INPUT FOR THIS TASK Block Start

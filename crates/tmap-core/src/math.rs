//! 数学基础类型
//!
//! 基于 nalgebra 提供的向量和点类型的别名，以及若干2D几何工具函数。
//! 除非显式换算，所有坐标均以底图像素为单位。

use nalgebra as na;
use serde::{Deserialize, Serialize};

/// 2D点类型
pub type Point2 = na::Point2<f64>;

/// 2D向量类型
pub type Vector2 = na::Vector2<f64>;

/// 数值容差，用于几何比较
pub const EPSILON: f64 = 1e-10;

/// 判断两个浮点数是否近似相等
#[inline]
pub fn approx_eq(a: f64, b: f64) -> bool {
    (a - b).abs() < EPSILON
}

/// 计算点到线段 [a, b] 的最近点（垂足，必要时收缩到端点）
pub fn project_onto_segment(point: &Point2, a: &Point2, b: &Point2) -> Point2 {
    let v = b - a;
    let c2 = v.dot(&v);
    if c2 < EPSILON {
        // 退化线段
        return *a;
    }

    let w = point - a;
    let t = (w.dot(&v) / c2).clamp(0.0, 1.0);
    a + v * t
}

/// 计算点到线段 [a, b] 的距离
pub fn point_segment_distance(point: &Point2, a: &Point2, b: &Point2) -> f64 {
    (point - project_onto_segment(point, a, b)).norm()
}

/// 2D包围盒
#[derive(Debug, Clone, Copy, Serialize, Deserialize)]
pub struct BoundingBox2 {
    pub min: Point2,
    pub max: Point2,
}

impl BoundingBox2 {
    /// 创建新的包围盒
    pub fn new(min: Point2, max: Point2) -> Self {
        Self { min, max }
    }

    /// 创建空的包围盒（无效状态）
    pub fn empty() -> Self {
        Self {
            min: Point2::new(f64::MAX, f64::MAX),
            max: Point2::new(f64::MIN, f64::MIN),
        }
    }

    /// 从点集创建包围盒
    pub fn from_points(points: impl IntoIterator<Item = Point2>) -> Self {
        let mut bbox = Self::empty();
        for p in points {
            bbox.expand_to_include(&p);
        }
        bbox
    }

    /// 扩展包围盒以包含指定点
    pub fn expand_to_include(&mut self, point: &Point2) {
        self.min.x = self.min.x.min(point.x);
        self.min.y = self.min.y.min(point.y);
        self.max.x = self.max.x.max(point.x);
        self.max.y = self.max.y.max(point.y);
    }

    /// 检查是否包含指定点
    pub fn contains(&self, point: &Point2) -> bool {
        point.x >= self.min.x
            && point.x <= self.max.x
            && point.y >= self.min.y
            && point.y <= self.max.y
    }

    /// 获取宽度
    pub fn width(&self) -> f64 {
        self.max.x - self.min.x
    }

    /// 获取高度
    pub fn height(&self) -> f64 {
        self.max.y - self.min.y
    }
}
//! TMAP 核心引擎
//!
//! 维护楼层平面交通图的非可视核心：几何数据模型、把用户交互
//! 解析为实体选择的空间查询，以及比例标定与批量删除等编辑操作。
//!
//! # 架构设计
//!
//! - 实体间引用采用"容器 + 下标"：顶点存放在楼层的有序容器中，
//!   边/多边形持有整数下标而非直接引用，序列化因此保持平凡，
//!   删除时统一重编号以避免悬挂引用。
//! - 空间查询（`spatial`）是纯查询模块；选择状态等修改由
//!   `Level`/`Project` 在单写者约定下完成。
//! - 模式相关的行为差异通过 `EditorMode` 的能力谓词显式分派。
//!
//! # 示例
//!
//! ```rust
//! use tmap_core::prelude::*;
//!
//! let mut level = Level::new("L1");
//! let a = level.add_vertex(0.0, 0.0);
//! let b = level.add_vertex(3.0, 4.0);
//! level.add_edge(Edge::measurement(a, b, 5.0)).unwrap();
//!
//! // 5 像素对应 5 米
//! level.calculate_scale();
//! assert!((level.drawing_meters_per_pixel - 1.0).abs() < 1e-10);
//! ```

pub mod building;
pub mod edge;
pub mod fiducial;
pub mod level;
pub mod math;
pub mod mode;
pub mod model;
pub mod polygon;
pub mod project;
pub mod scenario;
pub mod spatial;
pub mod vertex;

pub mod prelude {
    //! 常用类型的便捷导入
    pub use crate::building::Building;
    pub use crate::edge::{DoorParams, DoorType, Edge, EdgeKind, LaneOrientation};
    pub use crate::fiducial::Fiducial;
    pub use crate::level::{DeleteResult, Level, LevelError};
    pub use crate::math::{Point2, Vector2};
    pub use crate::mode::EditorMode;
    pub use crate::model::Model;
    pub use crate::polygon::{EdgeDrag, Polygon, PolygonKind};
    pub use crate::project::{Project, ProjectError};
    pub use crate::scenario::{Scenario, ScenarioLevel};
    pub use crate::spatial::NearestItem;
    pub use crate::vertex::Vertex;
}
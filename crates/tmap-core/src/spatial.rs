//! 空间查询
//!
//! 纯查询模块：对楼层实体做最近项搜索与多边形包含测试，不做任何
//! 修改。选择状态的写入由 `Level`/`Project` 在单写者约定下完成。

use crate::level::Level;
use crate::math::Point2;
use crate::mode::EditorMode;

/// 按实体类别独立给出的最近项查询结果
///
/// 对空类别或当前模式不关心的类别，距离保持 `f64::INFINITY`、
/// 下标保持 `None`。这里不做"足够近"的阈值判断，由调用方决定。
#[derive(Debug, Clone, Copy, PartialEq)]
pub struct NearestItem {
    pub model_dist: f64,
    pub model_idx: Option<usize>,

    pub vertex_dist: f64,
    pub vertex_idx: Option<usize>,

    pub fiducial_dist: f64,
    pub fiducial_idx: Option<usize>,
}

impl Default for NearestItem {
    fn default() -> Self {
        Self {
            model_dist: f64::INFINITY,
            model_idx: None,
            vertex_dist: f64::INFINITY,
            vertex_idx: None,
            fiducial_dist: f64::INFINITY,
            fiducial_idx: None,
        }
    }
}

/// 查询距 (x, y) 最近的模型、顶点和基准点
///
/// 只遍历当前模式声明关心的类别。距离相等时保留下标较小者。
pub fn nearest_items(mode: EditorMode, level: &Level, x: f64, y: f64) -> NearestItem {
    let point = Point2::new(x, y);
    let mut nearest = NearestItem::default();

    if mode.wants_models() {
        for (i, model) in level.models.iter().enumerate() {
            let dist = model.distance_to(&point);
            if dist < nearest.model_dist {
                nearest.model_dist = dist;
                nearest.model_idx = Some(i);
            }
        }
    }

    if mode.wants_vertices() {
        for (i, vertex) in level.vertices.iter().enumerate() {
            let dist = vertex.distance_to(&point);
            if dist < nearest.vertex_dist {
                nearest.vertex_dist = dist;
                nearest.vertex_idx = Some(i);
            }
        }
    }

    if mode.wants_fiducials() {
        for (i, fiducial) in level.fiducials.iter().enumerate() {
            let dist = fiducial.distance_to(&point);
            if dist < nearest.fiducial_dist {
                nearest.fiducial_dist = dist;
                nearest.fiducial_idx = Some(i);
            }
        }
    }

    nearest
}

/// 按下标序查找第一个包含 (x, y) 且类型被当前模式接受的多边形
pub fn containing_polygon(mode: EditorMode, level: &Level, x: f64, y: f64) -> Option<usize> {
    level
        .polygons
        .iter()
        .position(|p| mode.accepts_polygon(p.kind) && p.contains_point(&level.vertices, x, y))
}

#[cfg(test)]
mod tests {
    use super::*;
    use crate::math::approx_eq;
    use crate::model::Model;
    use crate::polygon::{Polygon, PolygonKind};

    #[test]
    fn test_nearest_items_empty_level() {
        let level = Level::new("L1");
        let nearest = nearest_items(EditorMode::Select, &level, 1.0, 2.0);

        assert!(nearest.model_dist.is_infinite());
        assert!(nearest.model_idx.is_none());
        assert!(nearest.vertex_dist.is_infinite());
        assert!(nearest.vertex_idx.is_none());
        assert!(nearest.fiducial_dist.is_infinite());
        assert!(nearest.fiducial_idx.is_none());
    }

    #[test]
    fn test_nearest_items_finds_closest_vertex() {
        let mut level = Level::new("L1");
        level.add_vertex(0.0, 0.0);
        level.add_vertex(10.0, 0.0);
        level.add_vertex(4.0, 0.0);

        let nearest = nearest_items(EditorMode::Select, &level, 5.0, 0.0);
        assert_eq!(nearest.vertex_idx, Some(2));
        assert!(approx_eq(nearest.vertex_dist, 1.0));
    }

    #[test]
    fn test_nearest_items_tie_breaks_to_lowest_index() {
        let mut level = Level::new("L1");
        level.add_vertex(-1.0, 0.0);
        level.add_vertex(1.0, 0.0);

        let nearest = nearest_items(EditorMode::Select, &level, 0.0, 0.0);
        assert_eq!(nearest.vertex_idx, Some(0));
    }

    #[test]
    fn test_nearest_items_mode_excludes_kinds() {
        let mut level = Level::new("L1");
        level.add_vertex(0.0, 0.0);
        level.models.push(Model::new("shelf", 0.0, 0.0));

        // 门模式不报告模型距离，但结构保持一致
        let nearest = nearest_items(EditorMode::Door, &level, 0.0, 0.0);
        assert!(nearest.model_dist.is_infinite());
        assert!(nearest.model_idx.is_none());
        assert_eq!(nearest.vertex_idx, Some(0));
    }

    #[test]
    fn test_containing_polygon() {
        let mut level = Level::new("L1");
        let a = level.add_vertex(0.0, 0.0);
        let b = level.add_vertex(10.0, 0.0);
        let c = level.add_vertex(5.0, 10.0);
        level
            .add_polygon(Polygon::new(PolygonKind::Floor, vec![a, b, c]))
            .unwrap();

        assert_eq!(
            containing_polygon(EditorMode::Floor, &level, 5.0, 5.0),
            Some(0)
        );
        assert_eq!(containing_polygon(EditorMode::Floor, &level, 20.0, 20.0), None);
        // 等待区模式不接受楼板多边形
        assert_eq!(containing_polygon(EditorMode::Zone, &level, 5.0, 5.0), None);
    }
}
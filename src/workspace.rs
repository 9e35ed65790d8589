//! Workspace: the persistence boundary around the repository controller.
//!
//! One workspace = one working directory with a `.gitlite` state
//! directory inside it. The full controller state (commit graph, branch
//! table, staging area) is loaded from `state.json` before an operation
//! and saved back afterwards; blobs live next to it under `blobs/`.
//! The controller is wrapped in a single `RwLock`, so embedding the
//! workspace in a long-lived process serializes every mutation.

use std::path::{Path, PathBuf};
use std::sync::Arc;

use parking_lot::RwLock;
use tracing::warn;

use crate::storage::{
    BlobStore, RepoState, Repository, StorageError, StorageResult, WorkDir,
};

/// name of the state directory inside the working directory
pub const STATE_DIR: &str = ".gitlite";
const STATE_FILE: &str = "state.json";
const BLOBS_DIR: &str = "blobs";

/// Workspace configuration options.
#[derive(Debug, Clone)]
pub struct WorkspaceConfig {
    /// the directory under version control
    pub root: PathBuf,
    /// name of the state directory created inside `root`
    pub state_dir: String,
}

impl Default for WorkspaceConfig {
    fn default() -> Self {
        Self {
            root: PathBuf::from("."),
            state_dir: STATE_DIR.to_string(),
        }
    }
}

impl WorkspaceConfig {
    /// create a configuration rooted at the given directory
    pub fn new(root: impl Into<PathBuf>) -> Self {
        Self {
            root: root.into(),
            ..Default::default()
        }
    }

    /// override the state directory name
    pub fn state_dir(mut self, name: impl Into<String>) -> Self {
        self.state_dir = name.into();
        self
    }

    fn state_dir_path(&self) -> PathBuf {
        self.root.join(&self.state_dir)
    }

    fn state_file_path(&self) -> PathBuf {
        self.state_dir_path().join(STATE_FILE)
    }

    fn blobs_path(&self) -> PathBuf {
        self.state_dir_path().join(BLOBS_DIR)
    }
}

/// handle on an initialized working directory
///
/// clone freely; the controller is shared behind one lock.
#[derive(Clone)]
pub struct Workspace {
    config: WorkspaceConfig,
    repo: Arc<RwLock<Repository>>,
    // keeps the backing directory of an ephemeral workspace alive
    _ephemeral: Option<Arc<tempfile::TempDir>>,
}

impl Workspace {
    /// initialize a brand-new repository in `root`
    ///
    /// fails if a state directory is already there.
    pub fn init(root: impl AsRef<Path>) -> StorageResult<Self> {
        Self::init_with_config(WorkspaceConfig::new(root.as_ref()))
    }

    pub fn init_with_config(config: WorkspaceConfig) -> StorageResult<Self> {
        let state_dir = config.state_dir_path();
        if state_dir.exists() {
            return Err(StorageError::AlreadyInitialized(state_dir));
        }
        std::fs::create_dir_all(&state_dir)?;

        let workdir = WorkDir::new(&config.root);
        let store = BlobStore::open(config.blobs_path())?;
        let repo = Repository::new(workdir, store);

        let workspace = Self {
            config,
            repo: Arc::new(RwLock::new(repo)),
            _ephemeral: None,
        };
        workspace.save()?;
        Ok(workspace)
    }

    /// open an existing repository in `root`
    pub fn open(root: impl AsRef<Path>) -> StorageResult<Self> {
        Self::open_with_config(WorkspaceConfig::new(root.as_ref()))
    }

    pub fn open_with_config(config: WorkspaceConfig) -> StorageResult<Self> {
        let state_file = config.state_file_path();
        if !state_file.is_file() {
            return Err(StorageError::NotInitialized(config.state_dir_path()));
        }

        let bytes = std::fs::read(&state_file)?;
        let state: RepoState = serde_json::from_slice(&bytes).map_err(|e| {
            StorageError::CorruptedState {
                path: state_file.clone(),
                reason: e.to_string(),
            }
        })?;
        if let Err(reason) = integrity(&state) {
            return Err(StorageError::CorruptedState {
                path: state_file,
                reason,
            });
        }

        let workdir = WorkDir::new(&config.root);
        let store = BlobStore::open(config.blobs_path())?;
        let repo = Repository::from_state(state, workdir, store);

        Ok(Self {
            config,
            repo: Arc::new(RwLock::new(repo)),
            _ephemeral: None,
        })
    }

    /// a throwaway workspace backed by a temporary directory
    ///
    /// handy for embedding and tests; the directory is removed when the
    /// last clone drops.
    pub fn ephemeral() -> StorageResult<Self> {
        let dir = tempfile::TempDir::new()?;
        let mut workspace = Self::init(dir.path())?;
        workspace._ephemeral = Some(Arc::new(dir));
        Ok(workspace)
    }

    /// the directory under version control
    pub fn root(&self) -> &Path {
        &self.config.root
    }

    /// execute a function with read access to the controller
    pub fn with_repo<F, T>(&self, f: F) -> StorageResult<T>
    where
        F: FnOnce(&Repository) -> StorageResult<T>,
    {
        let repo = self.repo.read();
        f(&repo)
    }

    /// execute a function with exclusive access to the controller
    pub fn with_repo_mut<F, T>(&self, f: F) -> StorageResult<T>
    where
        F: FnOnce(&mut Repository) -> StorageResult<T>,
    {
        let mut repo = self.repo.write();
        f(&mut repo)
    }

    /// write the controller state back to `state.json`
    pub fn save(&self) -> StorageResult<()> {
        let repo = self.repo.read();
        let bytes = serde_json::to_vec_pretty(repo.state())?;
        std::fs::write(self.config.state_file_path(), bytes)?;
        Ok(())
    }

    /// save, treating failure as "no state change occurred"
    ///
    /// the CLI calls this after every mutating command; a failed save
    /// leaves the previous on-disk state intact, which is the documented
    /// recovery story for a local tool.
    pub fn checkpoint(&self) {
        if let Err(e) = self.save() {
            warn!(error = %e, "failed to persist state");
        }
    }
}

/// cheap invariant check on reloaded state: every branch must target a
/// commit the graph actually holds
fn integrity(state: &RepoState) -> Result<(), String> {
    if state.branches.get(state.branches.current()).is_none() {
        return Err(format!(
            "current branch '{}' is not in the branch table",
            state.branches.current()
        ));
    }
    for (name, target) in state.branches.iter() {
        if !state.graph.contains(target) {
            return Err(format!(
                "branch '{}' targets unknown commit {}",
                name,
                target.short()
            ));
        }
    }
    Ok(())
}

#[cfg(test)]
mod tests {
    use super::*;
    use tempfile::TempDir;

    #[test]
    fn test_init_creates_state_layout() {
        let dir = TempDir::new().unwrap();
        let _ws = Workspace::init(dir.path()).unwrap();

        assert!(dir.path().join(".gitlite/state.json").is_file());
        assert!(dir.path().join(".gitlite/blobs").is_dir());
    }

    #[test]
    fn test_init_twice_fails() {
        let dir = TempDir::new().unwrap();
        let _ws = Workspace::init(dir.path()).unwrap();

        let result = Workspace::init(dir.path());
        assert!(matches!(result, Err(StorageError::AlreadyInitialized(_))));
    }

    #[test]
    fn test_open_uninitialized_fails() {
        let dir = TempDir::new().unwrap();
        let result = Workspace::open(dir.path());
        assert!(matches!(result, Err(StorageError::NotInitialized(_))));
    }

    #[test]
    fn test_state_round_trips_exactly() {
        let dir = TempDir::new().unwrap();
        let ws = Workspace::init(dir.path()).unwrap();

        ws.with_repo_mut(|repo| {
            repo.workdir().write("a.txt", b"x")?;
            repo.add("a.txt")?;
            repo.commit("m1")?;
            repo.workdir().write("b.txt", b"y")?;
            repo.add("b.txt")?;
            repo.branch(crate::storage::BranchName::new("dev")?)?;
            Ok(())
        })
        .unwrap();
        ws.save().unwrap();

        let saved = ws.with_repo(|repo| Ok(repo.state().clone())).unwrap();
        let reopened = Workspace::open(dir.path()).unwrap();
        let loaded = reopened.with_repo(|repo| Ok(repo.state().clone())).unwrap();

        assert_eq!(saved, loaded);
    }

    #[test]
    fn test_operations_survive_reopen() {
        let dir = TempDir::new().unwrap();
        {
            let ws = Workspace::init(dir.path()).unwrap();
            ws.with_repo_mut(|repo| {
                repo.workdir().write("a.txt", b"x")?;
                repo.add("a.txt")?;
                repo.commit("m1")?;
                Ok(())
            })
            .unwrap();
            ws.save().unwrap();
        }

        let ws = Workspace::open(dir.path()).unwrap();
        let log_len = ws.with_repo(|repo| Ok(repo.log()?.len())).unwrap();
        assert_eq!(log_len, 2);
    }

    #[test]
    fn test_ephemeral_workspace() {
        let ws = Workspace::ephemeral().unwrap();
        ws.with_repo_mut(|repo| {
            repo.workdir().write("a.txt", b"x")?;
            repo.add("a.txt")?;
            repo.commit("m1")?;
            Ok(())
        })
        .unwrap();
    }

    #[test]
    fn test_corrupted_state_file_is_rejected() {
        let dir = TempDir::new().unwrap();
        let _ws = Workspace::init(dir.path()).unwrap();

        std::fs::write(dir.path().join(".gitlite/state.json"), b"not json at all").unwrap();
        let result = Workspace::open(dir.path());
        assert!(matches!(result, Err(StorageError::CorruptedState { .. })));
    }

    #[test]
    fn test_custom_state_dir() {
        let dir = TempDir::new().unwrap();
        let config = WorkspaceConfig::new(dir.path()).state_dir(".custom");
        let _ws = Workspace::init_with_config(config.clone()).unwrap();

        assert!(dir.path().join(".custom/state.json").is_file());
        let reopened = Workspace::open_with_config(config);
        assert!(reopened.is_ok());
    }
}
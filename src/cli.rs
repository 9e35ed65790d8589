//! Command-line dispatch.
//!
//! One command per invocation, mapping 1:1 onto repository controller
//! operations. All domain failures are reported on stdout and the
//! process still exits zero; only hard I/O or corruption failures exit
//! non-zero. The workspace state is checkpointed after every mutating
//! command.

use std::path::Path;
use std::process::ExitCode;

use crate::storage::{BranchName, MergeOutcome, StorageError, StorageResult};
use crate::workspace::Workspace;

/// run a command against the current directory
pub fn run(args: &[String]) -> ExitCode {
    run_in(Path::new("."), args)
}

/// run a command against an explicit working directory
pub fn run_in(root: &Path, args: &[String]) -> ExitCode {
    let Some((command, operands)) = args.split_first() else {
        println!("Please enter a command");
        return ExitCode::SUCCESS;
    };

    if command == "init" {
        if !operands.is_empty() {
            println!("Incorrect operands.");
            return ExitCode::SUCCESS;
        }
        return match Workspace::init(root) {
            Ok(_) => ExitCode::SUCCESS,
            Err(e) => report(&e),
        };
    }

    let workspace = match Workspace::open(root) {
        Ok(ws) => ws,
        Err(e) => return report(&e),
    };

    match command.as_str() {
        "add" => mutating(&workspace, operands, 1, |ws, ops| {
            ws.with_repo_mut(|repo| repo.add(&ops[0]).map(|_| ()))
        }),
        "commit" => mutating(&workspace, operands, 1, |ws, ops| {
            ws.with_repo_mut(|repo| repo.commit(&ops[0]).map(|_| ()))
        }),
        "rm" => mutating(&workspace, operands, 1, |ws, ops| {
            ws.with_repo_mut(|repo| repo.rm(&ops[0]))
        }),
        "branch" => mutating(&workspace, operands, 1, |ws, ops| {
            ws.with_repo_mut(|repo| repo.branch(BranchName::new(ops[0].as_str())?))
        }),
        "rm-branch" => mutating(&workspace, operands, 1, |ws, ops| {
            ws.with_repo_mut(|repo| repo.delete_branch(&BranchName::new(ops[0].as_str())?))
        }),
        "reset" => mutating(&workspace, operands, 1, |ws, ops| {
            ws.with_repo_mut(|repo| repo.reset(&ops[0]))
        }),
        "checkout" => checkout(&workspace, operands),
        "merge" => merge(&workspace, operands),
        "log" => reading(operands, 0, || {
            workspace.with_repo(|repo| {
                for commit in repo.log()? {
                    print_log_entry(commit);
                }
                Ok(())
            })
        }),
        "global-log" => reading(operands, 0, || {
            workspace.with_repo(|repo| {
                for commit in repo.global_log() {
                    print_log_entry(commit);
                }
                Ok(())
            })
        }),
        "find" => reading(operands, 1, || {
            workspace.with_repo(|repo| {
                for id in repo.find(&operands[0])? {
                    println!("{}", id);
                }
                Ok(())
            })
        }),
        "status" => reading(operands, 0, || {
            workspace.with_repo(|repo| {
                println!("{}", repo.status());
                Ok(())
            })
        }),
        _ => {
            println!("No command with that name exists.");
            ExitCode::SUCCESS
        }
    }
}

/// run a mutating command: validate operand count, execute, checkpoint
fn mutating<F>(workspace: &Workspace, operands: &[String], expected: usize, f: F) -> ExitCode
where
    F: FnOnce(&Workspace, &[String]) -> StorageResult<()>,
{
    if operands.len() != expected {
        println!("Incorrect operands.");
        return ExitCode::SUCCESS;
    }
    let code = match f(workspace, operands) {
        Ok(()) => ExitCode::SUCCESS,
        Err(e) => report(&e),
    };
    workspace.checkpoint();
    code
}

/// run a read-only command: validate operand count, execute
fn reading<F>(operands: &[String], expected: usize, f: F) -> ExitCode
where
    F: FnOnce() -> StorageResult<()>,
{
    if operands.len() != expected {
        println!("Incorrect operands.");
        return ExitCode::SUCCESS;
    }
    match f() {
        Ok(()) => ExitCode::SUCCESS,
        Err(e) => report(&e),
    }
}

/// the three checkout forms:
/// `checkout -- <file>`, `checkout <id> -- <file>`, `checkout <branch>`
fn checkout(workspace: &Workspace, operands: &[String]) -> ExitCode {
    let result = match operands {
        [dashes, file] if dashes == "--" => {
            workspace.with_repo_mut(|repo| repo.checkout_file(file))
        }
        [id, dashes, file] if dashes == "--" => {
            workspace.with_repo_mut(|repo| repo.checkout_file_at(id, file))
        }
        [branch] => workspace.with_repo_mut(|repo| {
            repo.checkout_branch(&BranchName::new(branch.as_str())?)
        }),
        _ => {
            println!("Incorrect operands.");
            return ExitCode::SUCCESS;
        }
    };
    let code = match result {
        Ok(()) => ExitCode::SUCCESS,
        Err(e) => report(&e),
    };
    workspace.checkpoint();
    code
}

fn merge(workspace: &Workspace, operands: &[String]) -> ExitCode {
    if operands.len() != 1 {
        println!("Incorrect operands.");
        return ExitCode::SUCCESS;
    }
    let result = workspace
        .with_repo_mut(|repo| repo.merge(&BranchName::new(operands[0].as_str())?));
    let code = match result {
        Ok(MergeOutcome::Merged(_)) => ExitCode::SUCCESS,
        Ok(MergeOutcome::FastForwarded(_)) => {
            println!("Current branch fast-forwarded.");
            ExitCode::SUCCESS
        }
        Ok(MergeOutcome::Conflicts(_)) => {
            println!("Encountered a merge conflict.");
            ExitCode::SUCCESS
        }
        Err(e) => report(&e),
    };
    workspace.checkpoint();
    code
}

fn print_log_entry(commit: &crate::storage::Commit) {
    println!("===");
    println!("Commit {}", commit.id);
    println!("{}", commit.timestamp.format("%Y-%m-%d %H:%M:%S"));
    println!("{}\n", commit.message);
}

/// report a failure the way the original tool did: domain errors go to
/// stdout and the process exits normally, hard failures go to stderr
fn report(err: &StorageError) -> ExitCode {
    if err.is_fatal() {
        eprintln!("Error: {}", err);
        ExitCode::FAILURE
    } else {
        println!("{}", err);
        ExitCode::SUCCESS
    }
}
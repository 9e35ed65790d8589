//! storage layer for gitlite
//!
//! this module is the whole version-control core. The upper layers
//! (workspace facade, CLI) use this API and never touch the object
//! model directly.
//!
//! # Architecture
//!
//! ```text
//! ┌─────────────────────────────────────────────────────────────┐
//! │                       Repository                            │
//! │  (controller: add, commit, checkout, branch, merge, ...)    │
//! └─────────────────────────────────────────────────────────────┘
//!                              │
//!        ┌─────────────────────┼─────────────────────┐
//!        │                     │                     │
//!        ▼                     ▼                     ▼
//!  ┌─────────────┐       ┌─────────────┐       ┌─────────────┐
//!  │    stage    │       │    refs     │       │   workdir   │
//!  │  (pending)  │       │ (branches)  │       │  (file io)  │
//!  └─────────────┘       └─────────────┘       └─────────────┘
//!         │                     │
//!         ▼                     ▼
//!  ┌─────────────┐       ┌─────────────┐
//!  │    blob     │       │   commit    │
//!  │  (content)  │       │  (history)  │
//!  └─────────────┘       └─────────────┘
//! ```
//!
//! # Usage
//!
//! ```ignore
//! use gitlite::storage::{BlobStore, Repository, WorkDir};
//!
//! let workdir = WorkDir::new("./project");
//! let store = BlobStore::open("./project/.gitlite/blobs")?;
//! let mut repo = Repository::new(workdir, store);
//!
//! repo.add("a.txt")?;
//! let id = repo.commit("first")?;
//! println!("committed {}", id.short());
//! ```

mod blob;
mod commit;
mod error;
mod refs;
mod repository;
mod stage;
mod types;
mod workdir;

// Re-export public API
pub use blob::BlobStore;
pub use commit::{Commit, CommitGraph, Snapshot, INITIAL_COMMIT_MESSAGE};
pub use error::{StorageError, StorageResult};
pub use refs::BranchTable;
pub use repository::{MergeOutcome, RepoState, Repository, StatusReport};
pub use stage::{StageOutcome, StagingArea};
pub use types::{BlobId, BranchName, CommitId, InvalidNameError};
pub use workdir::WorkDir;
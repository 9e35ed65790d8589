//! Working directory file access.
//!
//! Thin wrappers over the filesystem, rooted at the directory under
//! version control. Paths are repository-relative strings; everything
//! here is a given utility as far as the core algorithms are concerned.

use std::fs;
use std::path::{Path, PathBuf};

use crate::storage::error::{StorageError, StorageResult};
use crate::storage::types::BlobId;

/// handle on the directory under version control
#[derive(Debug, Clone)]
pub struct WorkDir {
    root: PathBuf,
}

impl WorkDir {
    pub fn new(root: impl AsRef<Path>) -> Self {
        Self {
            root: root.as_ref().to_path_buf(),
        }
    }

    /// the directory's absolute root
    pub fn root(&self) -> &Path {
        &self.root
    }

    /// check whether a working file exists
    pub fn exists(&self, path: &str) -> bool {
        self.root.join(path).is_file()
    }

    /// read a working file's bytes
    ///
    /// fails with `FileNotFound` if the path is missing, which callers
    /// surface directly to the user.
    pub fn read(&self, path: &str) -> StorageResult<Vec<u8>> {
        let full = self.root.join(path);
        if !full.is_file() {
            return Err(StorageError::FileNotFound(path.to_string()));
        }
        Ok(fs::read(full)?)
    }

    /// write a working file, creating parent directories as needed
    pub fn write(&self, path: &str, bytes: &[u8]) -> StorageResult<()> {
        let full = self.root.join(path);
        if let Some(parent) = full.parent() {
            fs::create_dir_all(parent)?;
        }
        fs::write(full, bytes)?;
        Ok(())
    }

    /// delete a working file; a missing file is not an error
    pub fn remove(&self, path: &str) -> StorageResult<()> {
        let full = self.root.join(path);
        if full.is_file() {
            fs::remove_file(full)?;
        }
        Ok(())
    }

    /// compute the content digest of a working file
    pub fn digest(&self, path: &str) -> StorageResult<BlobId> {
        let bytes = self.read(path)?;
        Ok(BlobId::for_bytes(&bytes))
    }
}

INPUT FOR THIS TASK Block End

== WHAT YOU NEED TO DO ==
Your response should contain each line of the entries above that holds the string "BlobId".

== OUTPUT FOR THIS EXERCISE ==
pub use types::{BlobId, BranchName, CommitId, InvalidNameError};
use crate::storage::types::BlobId;
    pub fn digest(&self, path: &str) -> StorageResult<BlobId> {
        Ok(BlobId::for_bytes(&bytes))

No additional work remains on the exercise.